今回は額田王と大海人皇子との有名な相聞歌と二人の間に生まれ天智天皇の息子の大友皇子の妃となった十市皇女(とうちのひめみこ)と天武の長男の高市皇子との悲恋の歌を披露された。
茜さす 紫野行き標野行き 野守は見ずや 君が袖振る (額田王)
紫の におへる妹を 憎くあらば 人妻故に 我れ恋いめやも (大海人皇子)
三諸の神の神杉(かむすび) 夢(いめ)のみに見えつつ 共に い寝ぬ夜ぞ多き
(高市皇子)
神山(みわやま)の山辺まそ木綿短木綿(ゆうみじかゆう)かくのみ故に 長くと思いき(高市皇子)
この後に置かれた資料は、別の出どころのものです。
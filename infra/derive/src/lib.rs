#![allow(unreachable_pub)]
#![allow(clippy::needless_pass_by_value)]

//! # Macros
//!
//! Procedural macros shared by every crate of the workspace: error enums,
//! API data models, documented handlers and feature slices.
//!
//! See each macro's docstring for examples; they are `ignore`d because a
//! proc-macro crate cannot use its own macros in doctests.

mod macros;

use proc_macro::TokenStream;
use syn::{DeriveInput, ItemFn, ItemStruct, parse_macro_input};

/// Attribute macro to define an API data model (request or response DTO).
///
/// # Injected Behaviors
///
/// * **Derives**: `Debug`, `Serialize`, `Deserialize` and `utoipa::ToSchema` when missing.
/// * **Serde Policy**:
///     * `rename_all = "snake_case"` by default (can be overridden).
///     * `deny_unknown_fields` by default (can be disabled).
///
/// # Example
///
/// ```rust,ignore
/// use spore_derive::api_model;
///
/// #[api_model(deny_unknown_fields = false)]
/// pub struct StatusResponse {
///     pub model_trained_at: String,
/// }
/// ```
#[proc_macro_attribute]
pub fn api_model(attr: TokenStream, item: TokenStream) -> TokenStream {
    let input = parse_macro_input!(item as ItemStruct);
    macros::api::expand_api_model(attr.into(), input).into()
}

/// Attribute macro to bridge Axum handlers with `OpenAPI` documentation.
///
/// Accepts standard `utoipa::path` arguments such as `get`, `post`, `path = "..."`,
/// `params(...)`, `responses(...)`, and `tag = "..."`.
///
/// # Example
///
/// ```rust,ignore
/// use spore_derive::api_handler;
///
/// #[api_handler(
///     get,
///     path = "/health",
///     responses((status = OK, body = HealthResponse)),
///     tag = "System"
/// )]
/// pub async fn health_handler() -> Json<HealthResponse> {
///     // ...
/// }
/// ```
#[proc_macro_attribute]
pub fn api_handler(args: TokenStream, item: TokenStream) -> TokenStream {
    let input = parse_macro_input!(item as ItemFn);
    macros::api::expand_api_handler(args.into(), input).into()
}

/// Attribute macro for defining crate-specific error enums.
///
/// # Features
///
/// * **Automatic Derives**: Injects `#[derive(Debug, thiserror::Error)]`.
/// * **Context Support**: Generates a companion `...Ext` trait that adds `.context()`
///   to any `Result` that can be converted into this error type.
/// * **Standard Conversions**: Implements `From<T>` for variants containing a `source`
///   field (or a field marked `#[source]`/`#[from]`), enabling the `?` operator.
/// * **Internal Fallback**: `From<&'static str>` and `From<String>` when an `Internal`
///   variant is present.
///
/// # Requirements
///
/// 1. The macro must be applied to an **enum** with named-field variants only.
/// 2. Variants with a source must also carry `context: Option<Cow<'static, str>>`.
/// 3. Only one error enum per module: the macro emits a module-level `format_context` helper.
///
/// # Example
///
/// ```rust,ignore
/// use spore_derive::spore_error;
/// use std::borrow::Cow;
///
/// #[spore_error]
/// pub enum StoreError {
///     #[error("I/O failure{}: {source}", format_context(.context))]
///     Io { source: std::io::Error, context: Option<Cow<'static, str>> },
///
///     #[error("Internal store error{}: {message}", format_context(.context))]
///     Internal { message: Cow<'static, str>, context: Option<Cow<'static, str>> },
/// }
///
/// fn read(path: &Path) -> Result<Vec<u8>, StoreError> {
///     std::fs::read(path).context("Reading artifact")
/// }
/// ```
#[proc_macro_attribute]
pub fn spore_error(_args: TokenStream, item: TokenStream) -> TokenStream {
    let input = parse_macro_input!(item as DeriveInput);
    macros::error::expand_derive(input).into()
}

/// Attribute macro to define a feature slice handle.
///
/// 1. Renames the annotated struct to `<Name>Inner`.
/// 2. Generates `<Name>` as a cheap-to-clone `Arc` wrapper with `Deref` to the inner state.
/// 3. Implements `FeatureSlice` so the slice can be registered in the application state.
///
/// # Example
/// ```rust,ignore
/// #[spore_derive::spore_slice]
/// pub struct Prediction {
///     pub service: PredictionService,
/// }
///
/// let slice = Prediction::new(PredictionInner { service });
/// ```
#[proc_macro_attribute]
pub fn spore_slice(_attr: TokenStream, item: TokenStream) -> TokenStream {
    let input = syn::parse_macro_input!(item as ItemStruct);
    macros::slice::expand_slice(input).into()
}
山吹の 立ち装(よそ)いたる 山清水 汲みにゆかめど 道の知らなく(高市皇子)
(JO感想) 十市皇女(とうちのひめみこ)は波乱の人生をおくり悲劇に遭遇した女性ではないでしょうか。万葉一という歌人で美人で頭の良い額田王(ぬかたのおおきみ)と天武天皇の間の子供として生まれ、天智天皇の息子で近江朝を継いだ大友皇子の奥さんとなり葛野王を産む。
しかし、壬申の乱にて父とは敵となりご主人の大友皇子は父に殺されるわけです。(彼女が父である天武天皇に情報を送ったという説もあるそうですが)
そして、戦乱のさなかに天武軍の総大将である人望、知力、勇気ともに備えた高市皇子に救い出されるのですね。二人は、本来恋仲であったという説もありますし、その後夫婦であったという説もあるくらい中が良かったそうです。
しかし、天武の奥さん、権謀術数の後の持統天皇はこの二人が一緒になる事は万が一男の子でも生まれると、草壁皇子の地位が脅かされる訳ですね。何としても阻止する動きをしたのではないでしょうか。
天武7年に未亡人に関わらず、突然に泊瀬倉梯宮の斎宮という未婚の女性にしか任されない職に就かされたのです。これは誰の陰謀か判りませんが、高市皇子との仲を裂く策略です。赴任日の朝、突然に彼女は死んでしまいます。
天武天皇と高市皇子の悲しみは、いか程であったのか、暗殺なのか、自殺なのか、歴史は沈黙しています。
上記の挽歌はこの悲しみで生まれた、高市皇子の歌であります。